### Work instructions
Below is some data. Retype exactly the lines starting at the one with "let total = archive.len();" and ending at the one with "summary.skipped_unsafe += 1;".

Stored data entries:

|---|

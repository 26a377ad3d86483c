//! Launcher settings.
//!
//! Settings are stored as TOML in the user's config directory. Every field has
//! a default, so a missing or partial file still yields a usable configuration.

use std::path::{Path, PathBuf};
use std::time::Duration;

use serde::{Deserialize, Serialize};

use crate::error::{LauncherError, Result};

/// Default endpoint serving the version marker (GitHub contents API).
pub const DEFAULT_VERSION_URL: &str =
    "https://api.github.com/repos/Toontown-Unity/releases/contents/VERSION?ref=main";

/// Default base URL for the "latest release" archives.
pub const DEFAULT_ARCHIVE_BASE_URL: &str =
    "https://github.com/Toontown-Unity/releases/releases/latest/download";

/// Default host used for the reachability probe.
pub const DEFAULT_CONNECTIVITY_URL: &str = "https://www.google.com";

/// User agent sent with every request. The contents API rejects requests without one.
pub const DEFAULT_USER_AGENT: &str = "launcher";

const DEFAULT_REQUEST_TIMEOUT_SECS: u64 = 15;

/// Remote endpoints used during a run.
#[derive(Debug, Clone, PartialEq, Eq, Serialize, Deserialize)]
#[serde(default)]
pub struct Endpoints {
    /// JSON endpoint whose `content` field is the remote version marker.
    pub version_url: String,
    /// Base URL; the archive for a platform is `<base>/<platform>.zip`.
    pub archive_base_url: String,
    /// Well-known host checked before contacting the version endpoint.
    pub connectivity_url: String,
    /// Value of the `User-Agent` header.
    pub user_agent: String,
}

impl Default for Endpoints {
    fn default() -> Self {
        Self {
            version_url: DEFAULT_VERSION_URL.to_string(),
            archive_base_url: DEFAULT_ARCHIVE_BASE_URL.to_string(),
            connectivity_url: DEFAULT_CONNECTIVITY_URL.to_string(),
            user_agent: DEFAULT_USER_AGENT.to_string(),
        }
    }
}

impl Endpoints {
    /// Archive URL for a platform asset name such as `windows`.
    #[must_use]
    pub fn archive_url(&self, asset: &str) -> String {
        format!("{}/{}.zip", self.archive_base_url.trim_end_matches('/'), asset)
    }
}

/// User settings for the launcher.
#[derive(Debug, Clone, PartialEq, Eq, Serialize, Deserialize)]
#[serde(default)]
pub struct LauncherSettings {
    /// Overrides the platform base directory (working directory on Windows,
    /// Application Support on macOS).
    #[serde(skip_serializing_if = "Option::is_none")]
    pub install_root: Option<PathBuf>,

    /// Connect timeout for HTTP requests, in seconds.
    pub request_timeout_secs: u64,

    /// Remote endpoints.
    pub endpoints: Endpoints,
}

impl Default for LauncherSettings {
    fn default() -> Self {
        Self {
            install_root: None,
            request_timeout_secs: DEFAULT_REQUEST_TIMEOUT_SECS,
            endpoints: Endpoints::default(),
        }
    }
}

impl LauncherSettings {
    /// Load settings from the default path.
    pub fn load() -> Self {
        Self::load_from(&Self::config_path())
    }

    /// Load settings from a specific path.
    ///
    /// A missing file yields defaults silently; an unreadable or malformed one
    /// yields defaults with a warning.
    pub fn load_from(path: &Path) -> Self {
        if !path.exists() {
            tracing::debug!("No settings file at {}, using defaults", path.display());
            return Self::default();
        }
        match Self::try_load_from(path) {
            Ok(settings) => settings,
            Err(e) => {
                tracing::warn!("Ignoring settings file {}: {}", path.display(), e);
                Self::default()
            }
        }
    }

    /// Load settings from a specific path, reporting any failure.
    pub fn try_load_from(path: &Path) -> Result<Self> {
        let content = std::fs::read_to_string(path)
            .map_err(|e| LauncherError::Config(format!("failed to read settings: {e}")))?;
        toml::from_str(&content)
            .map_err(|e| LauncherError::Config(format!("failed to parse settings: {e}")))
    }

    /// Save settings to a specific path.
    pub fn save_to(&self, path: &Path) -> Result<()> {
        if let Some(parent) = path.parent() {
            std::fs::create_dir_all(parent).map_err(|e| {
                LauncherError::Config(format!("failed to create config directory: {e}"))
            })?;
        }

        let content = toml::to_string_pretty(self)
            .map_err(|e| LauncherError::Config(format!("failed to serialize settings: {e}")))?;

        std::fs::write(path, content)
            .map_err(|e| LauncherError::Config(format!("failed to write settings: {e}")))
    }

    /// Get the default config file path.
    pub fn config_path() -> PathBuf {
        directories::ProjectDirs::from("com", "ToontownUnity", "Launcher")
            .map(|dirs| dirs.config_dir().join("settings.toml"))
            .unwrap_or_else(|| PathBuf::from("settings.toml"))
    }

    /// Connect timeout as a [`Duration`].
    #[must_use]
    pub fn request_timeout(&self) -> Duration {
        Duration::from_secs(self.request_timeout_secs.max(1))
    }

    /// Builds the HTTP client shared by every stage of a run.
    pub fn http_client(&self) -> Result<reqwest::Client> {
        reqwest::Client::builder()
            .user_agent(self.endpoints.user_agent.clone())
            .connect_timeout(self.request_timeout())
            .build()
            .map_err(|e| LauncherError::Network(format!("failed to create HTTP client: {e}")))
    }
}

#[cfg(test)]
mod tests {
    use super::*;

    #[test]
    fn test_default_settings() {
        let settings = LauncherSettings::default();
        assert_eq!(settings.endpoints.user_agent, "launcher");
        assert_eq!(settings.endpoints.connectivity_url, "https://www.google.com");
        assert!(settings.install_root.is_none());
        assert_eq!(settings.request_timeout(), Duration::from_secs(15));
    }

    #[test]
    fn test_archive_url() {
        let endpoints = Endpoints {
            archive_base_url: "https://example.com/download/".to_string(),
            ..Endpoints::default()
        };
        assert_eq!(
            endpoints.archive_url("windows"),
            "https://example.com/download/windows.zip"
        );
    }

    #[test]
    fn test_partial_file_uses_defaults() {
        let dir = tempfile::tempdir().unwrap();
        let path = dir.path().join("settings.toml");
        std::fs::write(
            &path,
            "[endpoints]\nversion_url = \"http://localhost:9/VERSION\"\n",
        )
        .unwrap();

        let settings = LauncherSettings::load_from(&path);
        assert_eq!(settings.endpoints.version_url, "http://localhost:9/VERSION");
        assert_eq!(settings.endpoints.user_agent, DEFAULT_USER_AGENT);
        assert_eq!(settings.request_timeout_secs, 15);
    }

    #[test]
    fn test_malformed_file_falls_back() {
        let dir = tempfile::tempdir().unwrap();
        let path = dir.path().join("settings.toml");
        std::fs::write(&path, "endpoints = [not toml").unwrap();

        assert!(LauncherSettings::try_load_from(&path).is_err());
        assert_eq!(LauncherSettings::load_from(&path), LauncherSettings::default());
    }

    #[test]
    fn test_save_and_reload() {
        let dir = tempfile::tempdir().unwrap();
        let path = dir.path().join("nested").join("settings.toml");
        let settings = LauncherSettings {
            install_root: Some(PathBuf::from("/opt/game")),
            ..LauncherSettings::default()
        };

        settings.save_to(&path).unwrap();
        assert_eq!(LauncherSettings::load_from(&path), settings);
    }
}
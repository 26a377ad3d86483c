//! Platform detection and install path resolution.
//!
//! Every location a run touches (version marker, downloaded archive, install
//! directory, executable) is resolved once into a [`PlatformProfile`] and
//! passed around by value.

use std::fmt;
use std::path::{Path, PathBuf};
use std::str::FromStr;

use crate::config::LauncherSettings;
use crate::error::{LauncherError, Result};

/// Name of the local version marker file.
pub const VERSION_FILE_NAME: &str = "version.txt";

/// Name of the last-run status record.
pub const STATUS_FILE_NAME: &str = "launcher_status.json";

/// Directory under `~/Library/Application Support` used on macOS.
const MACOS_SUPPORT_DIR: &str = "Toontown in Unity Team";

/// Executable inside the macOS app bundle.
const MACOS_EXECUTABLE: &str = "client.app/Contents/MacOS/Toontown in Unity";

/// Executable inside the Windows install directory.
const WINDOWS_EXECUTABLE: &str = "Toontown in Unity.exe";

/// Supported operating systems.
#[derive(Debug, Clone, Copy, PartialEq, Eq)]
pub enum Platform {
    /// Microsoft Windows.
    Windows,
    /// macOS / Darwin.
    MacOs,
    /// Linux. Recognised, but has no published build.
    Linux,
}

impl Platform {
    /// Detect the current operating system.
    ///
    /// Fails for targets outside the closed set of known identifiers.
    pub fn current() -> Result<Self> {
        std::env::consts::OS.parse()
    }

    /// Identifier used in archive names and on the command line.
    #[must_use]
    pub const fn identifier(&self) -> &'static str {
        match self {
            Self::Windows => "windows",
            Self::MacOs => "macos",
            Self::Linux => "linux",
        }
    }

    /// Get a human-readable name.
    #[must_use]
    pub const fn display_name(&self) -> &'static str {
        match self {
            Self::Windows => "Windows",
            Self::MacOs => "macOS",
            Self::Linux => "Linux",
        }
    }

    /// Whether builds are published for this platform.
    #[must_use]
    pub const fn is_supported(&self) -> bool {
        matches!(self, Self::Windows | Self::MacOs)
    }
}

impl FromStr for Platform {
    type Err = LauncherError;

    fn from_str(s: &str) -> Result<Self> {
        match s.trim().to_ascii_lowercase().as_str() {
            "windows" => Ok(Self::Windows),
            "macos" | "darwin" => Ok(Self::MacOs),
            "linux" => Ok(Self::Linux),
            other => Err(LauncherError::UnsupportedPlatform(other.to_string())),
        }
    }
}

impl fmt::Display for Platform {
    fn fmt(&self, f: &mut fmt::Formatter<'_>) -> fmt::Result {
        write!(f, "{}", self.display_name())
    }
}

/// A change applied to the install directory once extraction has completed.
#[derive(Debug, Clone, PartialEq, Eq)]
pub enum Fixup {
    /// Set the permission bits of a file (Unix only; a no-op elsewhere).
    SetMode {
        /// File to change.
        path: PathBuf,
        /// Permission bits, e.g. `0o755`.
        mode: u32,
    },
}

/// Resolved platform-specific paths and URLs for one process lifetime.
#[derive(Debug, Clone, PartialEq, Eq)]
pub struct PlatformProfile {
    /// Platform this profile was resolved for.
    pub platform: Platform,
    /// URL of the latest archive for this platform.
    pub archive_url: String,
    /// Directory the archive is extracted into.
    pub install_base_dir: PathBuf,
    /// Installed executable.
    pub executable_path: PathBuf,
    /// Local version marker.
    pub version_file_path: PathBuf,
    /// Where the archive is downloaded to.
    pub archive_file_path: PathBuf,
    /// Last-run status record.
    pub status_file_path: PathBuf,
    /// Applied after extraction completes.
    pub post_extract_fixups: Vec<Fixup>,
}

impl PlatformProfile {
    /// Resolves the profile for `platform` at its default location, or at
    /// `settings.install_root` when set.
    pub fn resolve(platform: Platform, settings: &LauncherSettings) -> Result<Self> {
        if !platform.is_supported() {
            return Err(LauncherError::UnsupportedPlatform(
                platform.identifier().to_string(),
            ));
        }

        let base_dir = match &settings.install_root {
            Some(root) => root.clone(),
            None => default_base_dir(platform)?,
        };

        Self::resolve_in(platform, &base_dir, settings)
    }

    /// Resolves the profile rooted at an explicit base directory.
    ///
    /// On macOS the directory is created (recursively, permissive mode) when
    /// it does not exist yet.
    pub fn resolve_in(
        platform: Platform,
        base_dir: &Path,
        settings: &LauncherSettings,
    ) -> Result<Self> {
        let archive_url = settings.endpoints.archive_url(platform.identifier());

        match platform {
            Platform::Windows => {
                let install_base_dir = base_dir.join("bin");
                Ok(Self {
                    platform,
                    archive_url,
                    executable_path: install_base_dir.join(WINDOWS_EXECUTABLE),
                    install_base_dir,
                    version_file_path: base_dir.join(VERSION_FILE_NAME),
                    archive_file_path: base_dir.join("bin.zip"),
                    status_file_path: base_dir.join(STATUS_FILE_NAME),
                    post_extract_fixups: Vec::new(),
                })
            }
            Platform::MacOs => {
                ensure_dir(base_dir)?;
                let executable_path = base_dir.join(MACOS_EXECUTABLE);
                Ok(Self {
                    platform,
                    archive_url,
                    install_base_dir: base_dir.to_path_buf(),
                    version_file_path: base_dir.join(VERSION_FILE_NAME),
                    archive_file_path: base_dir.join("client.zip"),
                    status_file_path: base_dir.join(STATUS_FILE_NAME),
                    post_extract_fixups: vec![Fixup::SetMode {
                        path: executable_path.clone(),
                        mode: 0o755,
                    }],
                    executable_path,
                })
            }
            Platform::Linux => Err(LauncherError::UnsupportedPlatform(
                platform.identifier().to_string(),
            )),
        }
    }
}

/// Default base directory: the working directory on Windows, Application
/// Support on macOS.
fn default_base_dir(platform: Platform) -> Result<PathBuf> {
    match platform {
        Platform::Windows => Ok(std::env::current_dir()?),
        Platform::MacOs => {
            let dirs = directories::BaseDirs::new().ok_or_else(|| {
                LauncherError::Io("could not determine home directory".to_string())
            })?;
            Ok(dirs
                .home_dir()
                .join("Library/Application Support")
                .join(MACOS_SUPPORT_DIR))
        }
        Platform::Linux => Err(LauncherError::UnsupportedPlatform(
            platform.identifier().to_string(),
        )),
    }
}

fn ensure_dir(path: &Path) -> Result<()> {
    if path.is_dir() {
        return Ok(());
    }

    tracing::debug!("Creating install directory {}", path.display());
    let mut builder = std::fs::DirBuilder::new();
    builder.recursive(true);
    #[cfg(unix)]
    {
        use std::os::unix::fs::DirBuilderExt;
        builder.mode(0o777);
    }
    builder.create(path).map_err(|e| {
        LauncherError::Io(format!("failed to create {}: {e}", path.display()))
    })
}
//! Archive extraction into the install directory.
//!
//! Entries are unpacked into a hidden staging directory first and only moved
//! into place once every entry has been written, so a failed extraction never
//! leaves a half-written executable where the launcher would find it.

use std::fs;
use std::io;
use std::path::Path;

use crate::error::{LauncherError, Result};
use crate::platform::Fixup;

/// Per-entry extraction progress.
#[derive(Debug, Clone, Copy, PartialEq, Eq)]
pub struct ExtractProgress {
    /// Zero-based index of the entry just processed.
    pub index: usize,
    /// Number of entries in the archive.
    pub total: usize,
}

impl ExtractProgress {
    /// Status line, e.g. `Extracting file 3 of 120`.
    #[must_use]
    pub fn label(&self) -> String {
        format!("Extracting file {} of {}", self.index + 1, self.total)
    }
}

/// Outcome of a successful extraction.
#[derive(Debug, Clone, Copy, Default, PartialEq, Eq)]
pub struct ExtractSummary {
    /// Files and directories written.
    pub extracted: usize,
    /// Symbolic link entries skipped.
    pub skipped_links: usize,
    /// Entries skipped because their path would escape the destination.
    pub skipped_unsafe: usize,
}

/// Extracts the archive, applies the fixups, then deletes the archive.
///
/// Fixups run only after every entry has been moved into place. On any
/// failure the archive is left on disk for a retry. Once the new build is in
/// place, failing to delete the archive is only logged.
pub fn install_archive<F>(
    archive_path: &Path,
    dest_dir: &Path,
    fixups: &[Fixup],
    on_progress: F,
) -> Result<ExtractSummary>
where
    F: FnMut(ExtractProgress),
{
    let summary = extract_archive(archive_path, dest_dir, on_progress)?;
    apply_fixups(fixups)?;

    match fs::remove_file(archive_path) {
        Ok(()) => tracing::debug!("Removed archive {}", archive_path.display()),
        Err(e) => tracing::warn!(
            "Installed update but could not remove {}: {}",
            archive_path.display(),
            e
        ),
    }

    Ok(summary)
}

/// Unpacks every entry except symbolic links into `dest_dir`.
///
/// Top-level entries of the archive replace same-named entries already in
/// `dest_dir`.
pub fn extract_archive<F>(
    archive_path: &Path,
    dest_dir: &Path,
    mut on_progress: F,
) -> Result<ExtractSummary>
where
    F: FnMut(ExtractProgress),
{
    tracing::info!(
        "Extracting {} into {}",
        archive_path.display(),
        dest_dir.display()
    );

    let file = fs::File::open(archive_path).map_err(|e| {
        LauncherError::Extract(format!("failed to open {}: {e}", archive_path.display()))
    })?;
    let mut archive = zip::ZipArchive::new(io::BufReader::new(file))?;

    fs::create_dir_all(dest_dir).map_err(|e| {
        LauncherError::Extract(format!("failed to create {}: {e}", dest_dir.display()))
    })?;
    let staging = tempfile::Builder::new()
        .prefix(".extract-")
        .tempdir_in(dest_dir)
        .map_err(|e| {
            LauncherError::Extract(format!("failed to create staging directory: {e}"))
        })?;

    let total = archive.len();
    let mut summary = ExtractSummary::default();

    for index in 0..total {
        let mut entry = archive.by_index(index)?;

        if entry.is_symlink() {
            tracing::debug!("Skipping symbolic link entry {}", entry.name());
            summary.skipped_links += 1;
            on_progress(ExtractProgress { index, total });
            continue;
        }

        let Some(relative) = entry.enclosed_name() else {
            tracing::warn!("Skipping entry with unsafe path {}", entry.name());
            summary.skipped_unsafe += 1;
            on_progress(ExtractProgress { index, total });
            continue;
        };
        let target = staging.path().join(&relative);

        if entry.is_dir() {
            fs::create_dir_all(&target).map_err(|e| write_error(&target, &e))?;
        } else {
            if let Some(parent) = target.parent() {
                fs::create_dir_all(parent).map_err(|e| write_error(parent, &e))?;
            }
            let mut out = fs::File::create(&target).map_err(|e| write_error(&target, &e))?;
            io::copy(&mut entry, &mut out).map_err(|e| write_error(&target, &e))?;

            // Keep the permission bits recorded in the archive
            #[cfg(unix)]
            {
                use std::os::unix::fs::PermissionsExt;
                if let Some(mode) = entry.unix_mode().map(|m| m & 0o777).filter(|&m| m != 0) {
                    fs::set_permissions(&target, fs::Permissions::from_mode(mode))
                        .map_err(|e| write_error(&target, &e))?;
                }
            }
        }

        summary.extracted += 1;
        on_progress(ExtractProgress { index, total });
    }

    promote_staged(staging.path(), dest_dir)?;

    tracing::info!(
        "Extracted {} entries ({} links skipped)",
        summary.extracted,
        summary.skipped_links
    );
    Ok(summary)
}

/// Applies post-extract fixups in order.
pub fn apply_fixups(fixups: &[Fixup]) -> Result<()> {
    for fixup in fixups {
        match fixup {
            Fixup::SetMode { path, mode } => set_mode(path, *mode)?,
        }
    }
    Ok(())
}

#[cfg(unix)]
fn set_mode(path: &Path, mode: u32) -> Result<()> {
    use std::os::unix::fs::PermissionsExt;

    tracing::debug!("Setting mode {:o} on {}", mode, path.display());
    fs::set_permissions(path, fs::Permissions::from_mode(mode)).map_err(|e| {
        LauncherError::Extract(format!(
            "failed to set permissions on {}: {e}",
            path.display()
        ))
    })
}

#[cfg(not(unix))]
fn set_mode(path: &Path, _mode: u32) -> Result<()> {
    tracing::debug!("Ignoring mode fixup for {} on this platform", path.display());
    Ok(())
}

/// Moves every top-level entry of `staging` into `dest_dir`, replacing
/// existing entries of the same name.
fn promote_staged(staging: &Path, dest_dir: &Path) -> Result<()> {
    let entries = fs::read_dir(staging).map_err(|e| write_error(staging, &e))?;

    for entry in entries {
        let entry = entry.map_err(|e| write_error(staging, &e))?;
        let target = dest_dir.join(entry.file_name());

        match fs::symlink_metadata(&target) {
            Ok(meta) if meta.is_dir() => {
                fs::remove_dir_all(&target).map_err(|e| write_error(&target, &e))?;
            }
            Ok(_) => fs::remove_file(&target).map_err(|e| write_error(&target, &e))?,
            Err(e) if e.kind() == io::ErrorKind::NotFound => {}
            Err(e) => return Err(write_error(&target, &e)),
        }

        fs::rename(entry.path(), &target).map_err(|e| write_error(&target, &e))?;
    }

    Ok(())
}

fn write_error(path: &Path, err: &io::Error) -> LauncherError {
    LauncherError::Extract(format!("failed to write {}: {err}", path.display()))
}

|---|

### Answer section
    let total = archive.len();
    let mut summary = ExtractSummary::default();

    for index in 0..total {
        let mut entry = archive.by_index(index)?;

        if entry.is_symlink() {
            tracing::debug!("Skipping symbolic link entry {}", entry.name());
            summary.skipped_links += 1;
            on_progress(ExtractProgress { index, total });
            continue;
        }

        let Some(relative) = entry.enclosed_name() else {
            tracing::warn!("Skipping entry with unsafe path {}", entry.name());
            summary.skipped_unsafe += 1;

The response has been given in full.